I am currently attempting to calculate the heat transfer when compressed air is flowing isothermally through a pipe with frictional losses. I realise this might seem like an odd question, but I am aiming to demonstrate the difference between assuming isothermal flow and isentropic on the calculated pressure drop and wish to calculate the entropy generation.
Note that I am assuming the pipe has a constant cross sectional area.
I have been following the book "Fundamentals of pipe flow" by Benedict. Which writes the modified darcy-weisbach equation (differential form):
$$ \delta F=f_d\frac{dx}{D}\frac{V^2}{2} $$
and defines the compressible loss coefficient as:
$$dK=f_d\frac{dx}{D} $$
For the isothermal case:
$$K_{1,2}=\frac{A^2}{\dot{m}^2RT}(p_1^2-p_2^2) +2ln(\frac{p_2}{p_1}) $$
I am struggling to understand how to calculate the heat transfer from the Darcy-Weisbach equation.
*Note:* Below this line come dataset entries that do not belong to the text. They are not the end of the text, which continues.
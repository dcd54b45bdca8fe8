use axum::extract::ws::{Message, WebSocket, WebSocketUpgrade};
use axum::extract::{Extension, Path};
use axum::response::IntoResponse;
use futures::{SinkExt, StreamExt};
use uuid::Uuid;

use crate::notifier::Notifier;

pub async fn subscribe(
    ws: WebSocketUpgrade,
    Extension(notifier): Extension<Notifier>,
    Path(id): Path<Uuid>,
) -> impl IntoResponse {
    ws.on_upgrade(move |socket| relay(socket, notifier, id))
}

async fn relay(socket: WebSocket, notifier: Notifier, room: Uuid) {
    let (mut sender, mut receiver) = socket.split();
    let mut events = notifier.subscribe(room);

    tracing::info!(room = %room, "room subscriber connected");

    let mut send_task = tokio::spawn(async move {
        while let Some(event) = events.next().await {
            let json = match serde_json::to_string(&event) {
                Ok(json) => json,
                Err(err) => {
                    tracing::warn!(error = %err, "failed to serialize event");
                    continue;
                }
            };

            if sender.send(Message::Text(json)).await.is_err() {
                break;
            }
        }
    });

    // inbound frames are ignored, reading only detects the close
    let mut recv_task = tokio::spawn(async move { while let Some(Ok(_)) = receiver.next().await {} });

    tokio::select! {
        _ = &mut send_task => {
            recv_task.abort();
            let _ = recv_task.await;
        }
        _ = &mut recv_task => {
            send_task.abort();
            let _ = send_task.await;
        }
    }

    // the event stream is gone with send_task
    notifier.release(room);

    tracing::info!(room = %room, "room subscriber disconnected");
}
use std::str::FromStr;

use serde::{Deserialize, Serialize};
use uuid::Uuid;

use crate::error::{invalid_argument_error, invalid_state_error, unexpected_error, Error};

#[derive(Clone, Debug, PartialEq, Eq, Serialize, Deserialize)]
pub struct Driver {
    pub id: Uuid,
    pub name: String,
    pub status: DriverStatus,
}

#[derive(Clone, Copy, Debug, PartialEq, Eq, Serialize, Deserialize)]
#[serde(rename_all = "snake_case")]
pub enum DriverStatus {
    Idle,
    Available,
}

impl DriverStatus {
    pub fn name(&self) -> &'static str {
        match self {
            Self::Idle => "idle",
            Self::Available => "available",
        }
    }
}

impl FromStr for DriverStatus {
    type Err = Error;

    fn from_str(s: &str) -> Result<Self, Self::Err> {
        match s {
            "idle" => Ok(Self::Idle),
            "available" => Ok(Self::Available),
            other => Err(unexpected_error(format!(
                "unknown driver status {other}"
            ))),
        }
    }
}

impl Driver {
    pub fn new(name: String) -> Result<Self, Error> {
        let name = name.trim().to_string();
        if name.is_empty() {
            return Err(invalid_argument_error("driver name is required"));
        }

        Ok(Self {
            id: Uuid::new_v4(),
            name,
            status: DriverStatus::Idle,
        })
    }

    pub fn is_available(&self) -> bool {
        self.status == DriverStatus::Available
    }

    #[tracing::instrument]
    pub fn start(&mut self) -> Result<(), Error> {
        match self.status {
            DriverStatus::Idle => {
                self.status = DriverStatus::Available;
                Ok(())
            }
            _ => Err(invalid_state_error("driver is already available")),
        }
    }

    #[tracing::instrument]
    pub fn stop(&mut self) -> Result<(), Error> {
        match self.status {
            DriverStatus::Available => {
                self.status = DriverStatus::Idle;
                Ok(())
            }
            _ => Err(invalid_state_error("driver is not available")),
        }
    }
}

#[test]
fn driver_toggles_availability() {
    let mut driver = Driver::new(" Ada ".into()).unwrap();
    assert_eq!(driver.name, "Ada");
    assert!(!driver.is_available());

    driver.start().unwrap();
    assert!(driver.is_available());
    assert!(driver.start().unwrap_err().is_invalid_state_error());

    driver.stop().unwrap();
    assert!(driver.stop().is_err());
}
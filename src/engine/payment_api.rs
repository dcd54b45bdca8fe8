use super::Engine;

use async_trait::async_trait;
use uuid::Uuid;

use crate::{api::PaymentAPI, entities::Payment, error::{not_found_error, Error}};

#[async_trait]
impl PaymentAPI for Engine {
    #[tracing::instrument(skip(self))]
    async fn find_payment(&self, id: Uuid) -> Result<Payment, Error> {
        self.store
            .find_payment(id)
            .await?
            .ok_or_else(|| not_found_error("payment not found"))
    }
}
use axum::extract::{Extension, Json, Path};
use serde::{Deserialize, Serialize};
use uuid::Uuid;

use super::Affected;
use crate::entities::Driver;
use crate::error::Error;
use crate::server::DynAPI;

#[derive(Serialize, Deserialize)]
pub struct CreateParams {
    name: String,
}

pub async fn create(
    Extension(api): Extension<DynAPI>,
    Json(params): Json<CreateParams>,
) -> Result<Json<Driver>, Error> {
    let driver = api.create_driver(params.name).await?;

    Ok(driver.into())
}

pub async fn find(
    Extension(api): Extension<DynAPI>,
    Path(id): Path<Uuid>,
) -> Result<Json<Driver>, Error> {
    let driver = api.find_driver(id).await?;

    Ok(driver.into())
}

pub async fn start(
    Extension(api): Extension<DynAPI>,
    Path(id): Path<Uuid>,
) -> Result<Json<Driver>, Error> {
    let driver = api.start_driver(id).await?;

    Ok(driver.into())
}

pub async fn stop(
    Extension(api): Extension<DynAPI>,
    Path(id): Path<Uuid>,
) -> Result<Json<Driver>, Error> {
    let driver = api.stop_driver(id).await?;

    Ok(driver.into())
}

pub async fn withdraw_offers(
    Extension(api): Extension<DynAPI>,
    Path(id): Path<Uuid>,
) -> Result<Json<Affected>, Error> {
    let rows = api.withdraw_all_offers(id).await?;

    Ok(Json(rows.into()))
}
use std::collections::HashMap;
use std::sync::Arc;

use async_trait::async_trait;
use chrono::Utc;
use tokio::sync::{Mutex, OwnedMutexGuard};
use uuid::Uuid;

use super::{Store, Transaction};
use crate::entities::{
    Customer, Driver, DriverOffer, DriverStatus, Payment, RequestStatus, ServiceRequest,
};
use crate::error::{conflict_error, invalid_state_error, not_found_error, Error};

#[derive(Clone, Debug, Default)]
struct Tables {
    customers: HashMap<Uuid, Customer>,
    drivers: HashMap<Uuid, Driver>,
    requests: HashMap<Uuid, ServiceRequest>,
    offers: HashMap<Uuid, DriverOffer>,
    payments: HashMap<Uuid, Payment>,
}

impl Tables {
    fn accept_request(&mut self, request_id: Uuid, customer_id: Uuid, offer_id: Uuid) -> u64 {
        match self.requests.get_mut(&request_id) {
            Some(request) if request.customer_id == customer_id => {
                request.accept(offer_id, Utc::now()).map_or(0, |_| 1)
            }
            _ => 0,
        }
    }

    fn upsert_payment(&mut self, customer_id: Uuid, payment_method_id: i64, amount: i64) -> Uuid {
        if let Some(payment) = self
            .payments
            .values_mut()
            .find(|payment| payment.is_keyed_on(customer_id, payment_method_id))
        {
            payment.restart(amount);
            return payment.id;
        }

        let payment = Payment::new(customer_id, payment_method_id, amount);
        let id = payment.id;
        self.payments.insert(id, payment);

        id
    }

    fn attach_payment(&mut self, request_id: Uuid, customer_id: Uuid, payment_id: Uuid) -> u64 {
        match self.requests.get_mut(&request_id) {
            Some(request) if request.customer_id == customer_id => {
                request.attach_payment(payment_id);
                1
            }
            _ => 0,
        }
    }

    fn accept_offer(&mut self, offer_id: Uuid, request_id: Uuid, price: i64) -> u64 {
        match self.offers.get_mut(&offer_id) {
            Some(offer) if offer.request_id == request_id => offer.accept(price).map_or(0, |_| 1),
            _ => 0,
        }
    }

    fn reject_offers<P>(&mut self, include_accepted: bool, predicate: P) -> Vec<DriverOffer>
    where
        P: Fn(&DriverOffer) -> bool,
    {
        self.offers
            .values_mut()
            .filter(|offer| predicate(offer))
            .filter_map(|offer| match offer.reject(include_accepted) {
                Ok(()) => Some(offer.clone()),
                Err(_) => None,
            })
            .collect()
    }

    fn request_status(&self, request_id: Uuid) -> Option<RequestStatus> {
        self.requests.get(&request_id).map(|request| request.status)
    }
}

/// In-process store. A transaction owns the table lock until it finishes, so
/// transactions are fully serialized.
#[derive(Clone, Debug, Default)]
pub struct MemoryStore {
    tables: Arc<Mutex<Tables>>,
}

impl MemoryStore {
    pub fn new() -> Self {
        Self::default()
    }
}

struct MemoryTransaction {
    guard: OwnedMutexGuard<Tables>,
    working: Tables,
}

#[async_trait]
impl Store for MemoryStore {
    async fn begin(&self) -> Result<Box<dyn Transaction>, Error> {
        let guard = self.tables.clone().lock_owned().await;
        let working = guard.clone();

        Ok(Box::new(MemoryTransaction { guard, working }))
    }

    async fn insert_customer(&self, customer: &Customer) -> Result<(), Error> {
        let mut tables = self.tables.lock().await;
        if tables.customers.contains_key(&customer.id) {
            return Err(conflict_error("customer already exists"));
        }

        tables.customers.insert(customer.id, customer.clone());

        Ok(())
    }

    async fn find_customer(&self, id: Uuid) -> Result<Option<Customer>, Error> {
        Ok(self.tables.lock().await.customers.get(&id).cloned())
    }

    async fn insert_driver(&self, driver: &Driver) -> Result<(), Error> {
        let mut tables = self.tables.lock().await;
        if tables.drivers.contains_key(&driver.id) {
            return Err(conflict_error("driver already exists"));
        }

        tables.drivers.insert(driver.id, driver.clone());

        Ok(())
    }

    async fn find_driver(&self, id: Uuid) -> Result<Option<Driver>, Error> {
        Ok(self.tables.lock().await.drivers.get(&id).cloned())
    }

    async fn set_driver_status(
        &self,
        id: Uuid,
        from: DriverStatus,
        to: DriverStatus,
    ) -> Result<u64, Error> {
        let mut tables = self.tables.lock().await;

        match tables.drivers.get_mut(&id) {
            Some(driver) if driver.status == from => {
                driver.status = to;
                Ok(1)
            }
            _ => Ok(0),
        }
    }

    async fn insert_request(&self, request: &ServiceRequest) -> Result<(), Error> {
        let mut tables = self.tables.lock().await;
        if !tables.customers.contains_key(&request.customer_id) {
            return Err(not_found_error("customer not found"));
        }

        tables.requests.insert(request.id, request.clone());

        Ok(())
    }

    async fn find_request(&self, id: Uuid) -> Result<Option<ServiceRequest>, Error> {
        Ok(self.tables.lock().await.requests.get(&id).cloned())
    }

    async fn list_requests(&self, customer_id: Uuid) -> Result<Vec<ServiceRequest>, Error> {
        let tables = self.tables.lock().await;

        let mut requests: Vec<ServiceRequest> = tables
            .requests
            .values()
            .filter(|request| request.customer_id == customer_id)
            .cloned()
            .collect();
        requests.sort_by(|a, b| b.requested_at.cmp(&a.requested_at));

        Ok(requests)
    }

    async fn complete_request(&self, id: Uuid) -> Result<u64, Error> {
        let mut tables = self.tables.lock().await;

        match tables.requests.get_mut(&id) {
            Some(request) => Ok(request.complete().map_or(0, |_| 1)),
            None => Ok(0),
        }
    }

    async fn cancel_request(&self, id: Uuid) -> Result<u64, Error> {
        let mut tables = self.tables.lock().await;

        let cancelled = match tables.requests.get_mut(&id) {
            Some(request) => request.cancel().is_ok(),
            None => false,
        };

        if !cancelled {
            return Ok(0);
        }

        tables.reject_offers(true, |offer| offer.request_id == id);

        Ok(1)
    }

    async fn insert_offer(&self, offer: &DriverOffer) -> Result<u64, Error> {
        let mut tables = self.tables.lock().await;

        let open = tables
            .requests
            .get(&offer.request_id)
            .map_or(false, ServiceRequest::is_pending);
        if !open {
            return Ok(0);
        }

        match tables.drivers.get(&offer.driver_id) {
            Some(driver) if driver.is_available() => {}
            Some(_) => return Err(invalid_state_error("driver is not available")),
            None => return Err(not_found_error("driver not found")),
        }

        tables.offers.insert(offer.id, offer.clone());

        Ok(1)
    }

    async fn find_offer(&self, id: Uuid) -> Result<Option<DriverOffer>, Error> {
        Ok(self.tables.lock().await.offers.get(&id).cloned())
    }

    async fn list_offers(&self, request_id: Uuid) -> Result<Vec<DriverOffer>, Error> {
        let tables = self.tables.lock().await;

        let mut offers: Vec<DriverOffer> = tables
            .offers
            .values()
            .filter(|offer| offer.request_id == request_id)
            .cloned()
            .collect();
        offers.sort_by(|a, b| a.created_at.cmp(&b.created_at));

        Ok(offers)
    }

    async fn withdraw_offer(&self, id: Uuid) -> Result<u64, Error> {
        let mut tables = self.tables.lock().await;

        match tables.offers.get_mut(&id) {
            Some(offer) => Ok(offer.reject(false).map_or(0, |_| 1)),
            None => Ok(0),
        }
    }

    async fn withdraw_all_offers(&self, driver_id: Uuid) -> Result<Vec<DriverOffer>, Error> {
        let mut tables = self.tables.lock().await;

        Ok(tables.reject_offers(false, |offer| offer.driver_id == driver_id))
    }

    async fn reject_competing_offers(
        &self,
        request_id: Uuid,
        driver_id: Uuid,
    ) -> Result<u64, Error> {
        let mut tables = self.tables.lock().await;

        let booked = tables
            .request_status(request_id)
            .map_or(false, |status| status.is_booked());

        if !booked {
            return Ok(0);
        }

        let rejected = tables.reject_offers(false, |offer| {
            offer.request_id == request_id && offer.driver_id != driver_id
        });

        Ok(rejected.len() as u64)
    }

    async fn find_payment(&self, id: Uuid) -> Result<Option<Payment>, Error> {
        Ok(self.tables.lock().await.payments.get(&id).cloned())
    }
}

#[async_trait]
impl Transaction for MemoryTransaction {
    async fn accept_request(
        &mut self,
        request_id: Uuid,
        customer_id: Uuid,
        offer_id: Uuid,
    ) -> Result<u64, Error> {
        Ok(self
            .working
            .accept_request(request_id, customer_id, offer_id))
    }

    async fn upsert_payment(
        &mut self,
        customer_id: Uuid,
        payment_method_id: i64,
        amount: i64,
    ) -> Result<Uuid, Error> {
        Ok(self
            .working
            .upsert_payment(customer_id, payment_method_id, amount))
    }

    async fn attach_payment(
        &mut self,
        request_id: Uuid,
        customer_id: Uuid,
        payment_id: Uuid,
    ) -> Result<u64, Error> {
        Ok(self
            .working
            .attach_payment(request_id, customer_id, payment_id))
    }

    async fn accept_offer(
        &mut self,
        offer_id: Uuid,
        request_id: Uuid,
        price: i64,
    ) -> Result<u64, Error> {
        Ok(self.working.accept_offer(offer_id, request_id, price))
    }

    async fn reject_other_offers(
        &mut self,
        request_id: Uuid,
        offer_id: Uuid,
    ) -> Result<u64, Error> {
        let rejected = self.working.reject_offers(false, |offer| {
            offer.request_id == request_id && offer.id != offer_id
        });

        Ok(rejected.len() as u64)
    }

    async fn commit(self: Box<Self>) -> Result<(), Error> {
        let MemoryTransaction { mut guard, working } = *self;
        *guard = working;

        Ok(())
    }

    async fn rollback(self: Box<Self>) -> Result<(), Error> {
        Ok(())
    }
}

#[tokio::test]
async fn dropped_transaction_leaves_no_trace() {
    use crate::entities::{NewRequest, Place};

    let store = MemoryStore::new();
    let customer = Customer::new("Grace".into()).unwrap();
    store.insert_customer(&customer).await.unwrap();

    let request = ServiceRequest::new(NewRequest {
        customer_id: customer.id,
        pickup: Place::new("A", 1.0, 1.0),
        dropoff: Place::new("B", 2.0, 2.0),
        vehicle_type: "car".into(),
        note: None,
    })
    .unwrap();
    store.insert_request(&request).await.unwrap();

    {
        let mut tx = store.begin().await.unwrap();
        let rows = tx
            .accept_request(request.id, customer.id, Uuid::new_v4())
            .await
            .unwrap();
        assert_eq!(rows, 1);
    }

    let stored = store.find_request(request.id).await.unwrap().unwrap();
    assert_eq!(stored.status, RequestStatus::Pending);
    assert_eq!(stored.chosen_offer_id, None);
}

#[tokio::test]
async fn offers_need_an_open_request_and_an_available_driver() {
    use crate::entities::{NewRequest, Place};

    let store = MemoryStore::new();
    let customer = Customer::new("Ivy".into()).unwrap();
    store.insert_customer(&customer).await.unwrap();

    let duplicate = store.insert_customer(&customer).await.unwrap_err();
    assert!(duplicate.is_conflict_error());

    let request = ServiceRequest::new(NewRequest {
        customer_id: customer.id,
        pickup: Place::new("A", 1.0, 1.0),
        dropoff: Place::new("B", 2.0, 2.0),
        vehicle_type: "car".into(),
        note: None,
    })
    .unwrap();
    store.insert_request(&request).await.unwrap();

    let driver = Driver::new("Otto".into()).unwrap();
    store.insert_driver(&driver).await.unwrap();

    let offer = DriverOffer::new(request.id, driver.id, 1200).unwrap();
    let err = store.insert_offer(&offer).await.unwrap_err();
    assert!(err.is_invalid_state_error());

    store
        .set_driver_status(driver.id, DriverStatus::Idle, DriverStatus::Available)
        .await
        .unwrap();
    assert_eq!(store.insert_offer(&offer).await.unwrap(), 1);

    store.cancel_request(request.id).await.unwrap();
    let late = DriverOffer::new(request.id, driver.id, 1100).unwrap();
    assert_eq!(store.insert_offer(&late).await.unwrap(), 0);
}
//! The persistent store capability the engine is built on.
//!
//! Every state-changing method returns the number of rows it affected. Guarded
//! updates only touch rows whose current status satisfies the guard, so a zero
//! tells the caller the row was absent or had already moved on.

mod memory;
mod postgres;

pub use memory::MemoryStore;
pub use postgres::PgStore;

use async_trait::async_trait;
use uuid::Uuid;

use crate::entities::{Customer, Driver, DriverOffer, DriverStatus, Payment, ServiceRequest};
use crate::error::Error;

#[async_trait]
pub trait Store: Send + Sync {
    /// Opens a transaction. Dropping it without `commit` rolls it back.
    async fn begin(&self) -> Result<Box<dyn Transaction>, Error>;

    async fn insert_customer(&self, customer: &Customer) -> Result<(), Error>;
    async fn find_customer(&self, id: Uuid) -> Result<Option<Customer>, Error>;

    async fn insert_driver(&self, driver: &Driver) -> Result<(), Error>;
    async fn find_driver(&self, id: Uuid) -> Result<Option<Driver>, Error>;
    /// Moves a driver from `from` to `to`; zero rows when the driver was not in `from`.
    async fn set_driver_status(
        &self,
        id: Uuid,
        from: DriverStatus,
        to: DriverStatus,
    ) -> Result<u64, Error>;

    async fn insert_request(&self, request: &ServiceRequest) -> Result<(), Error>;
    async fn find_request(&self, id: Uuid) -> Result<Option<ServiceRequest>, Error>;
    async fn list_requests(&self, customer_id: Uuid) -> Result<Vec<ServiceRequest>, Error>;
    /// accepted -> completed
    async fn complete_request(&self, id: Uuid) -> Result<u64, Error>;
    /// pending|accepted -> cancelled, rejecting every undecided or accepted offer of the
    /// request in the same transaction.
    async fn cancel_request(&self, id: Uuid) -> Result<u64, Error>;

    /// Records the offer only while its request is still pending.
    async fn insert_offer(&self, offer: &DriverOffer) -> Result<u64, Error>;
    async fn find_offer(&self, id: Uuid) -> Result<Option<DriverOffer>, Error>;
    async fn list_offers(&self, request_id: Uuid) -> Result<Vec<DriverOffer>, Error>;
    /// pending -> rejected for a single offer.
    async fn withdraw_offer(&self, id: Uuid) -> Result<u64, Error>;
    /// pending -> rejected for every offer of the driver; returns the offers it touched.
    async fn withdraw_all_offers(&self, driver_id: Uuid) -> Result<Vec<DriverOffer>, Error>;
    /// Rejects the pending offers of other drivers on an already accepted request.
    async fn reject_competing_offers(&self, request_id: Uuid, driver_id: Uuid)
        -> Result<u64, Error>;

    async fn find_payment(&self, id: Uuid) -> Result<Option<Payment>, Error>;
}

/// One physical transaction used by offer arbitration.
#[async_trait]
pub trait Transaction: Send {
    /// pending -> accepted for the customer's request, recording the chosen offer.
    async fn accept_request(
        &mut self,
        request_id: Uuid,
        customer_id: Uuid,
        offer_id: Uuid,
    ) -> Result<u64, Error>;

    /// Inserts or refreshes the payment keyed on (customer, payment method).
    async fn upsert_payment(
        &mut self,
        customer_id: Uuid,
        payment_method_id: i64,
        amount: i64,
    ) -> Result<Uuid, Error>;

    async fn attach_payment(
        &mut self,
        request_id: Uuid,
        customer_id: Uuid,
        payment_id: Uuid,
    ) -> Result<u64, Error>;

    /// pending -> accepted for the offer, provided it belongs to the request.
    async fn accept_offer(
        &mut self,
        offer_id: Uuid,
        request_id: Uuid,
        price: i64,
    ) -> Result<u64, Error>;

    /// pending -> rejected for every other offer on the request. Zero rows is fine.
    async fn reject_other_offers(&mut self, request_id: Uuid, offer_id: Uuid)
        -> Result<u64, Error>;

    async fn commit(self: Box<Self>) -> Result<(), Error>;
    async fn rollback(self: Box<Self>) -> Result<(), Error>;
}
The form that the Dracy-Weisbach equation is written is suggests integrating it as:
$$\Delta F= K_{1,2}\frac{V^2}{2} $$
However, I realise that velocity obviously increases along the pipe due to pressure drop requiring velocity to increase to preserve the mass flow rate. So would it be true to simply write
$$F_{1,2}= K_{1,2}\frac{V_2^2-V_1^2}{2} $$
I personally thought when integrating you should taking into account the fact that $V=V(x)$ as:
$$\Delta F= \frac{f_D}{D}\frac{V_2^3-V_1^3}{3} $$
But this would result in dimensional inconsistency (dimension on right is not equal to J/kg).
Any help on this would be much appreciated!
Best Answer
Yes. This is an interesting situation. As you said, the change in enthalpy per unit mass of the gas passing through the pipe is zero, and so, for an ideal gas, this means that the temperature change is also zero. But the paradox here is that, even though there is viscous heating, the temperature change is zero. So what is the solution to the paradox? Well mechanistically, there are two things happening: (1) the gas is experiencing viscous heating and (2) the gas is experiencing expansion cooling, caused by the work which each expanding parcel of gas does on its neighbors. For an ideal gas, these two effects exactly cancel one another, so that, even though the flow is adiabatic, it is also isothermal.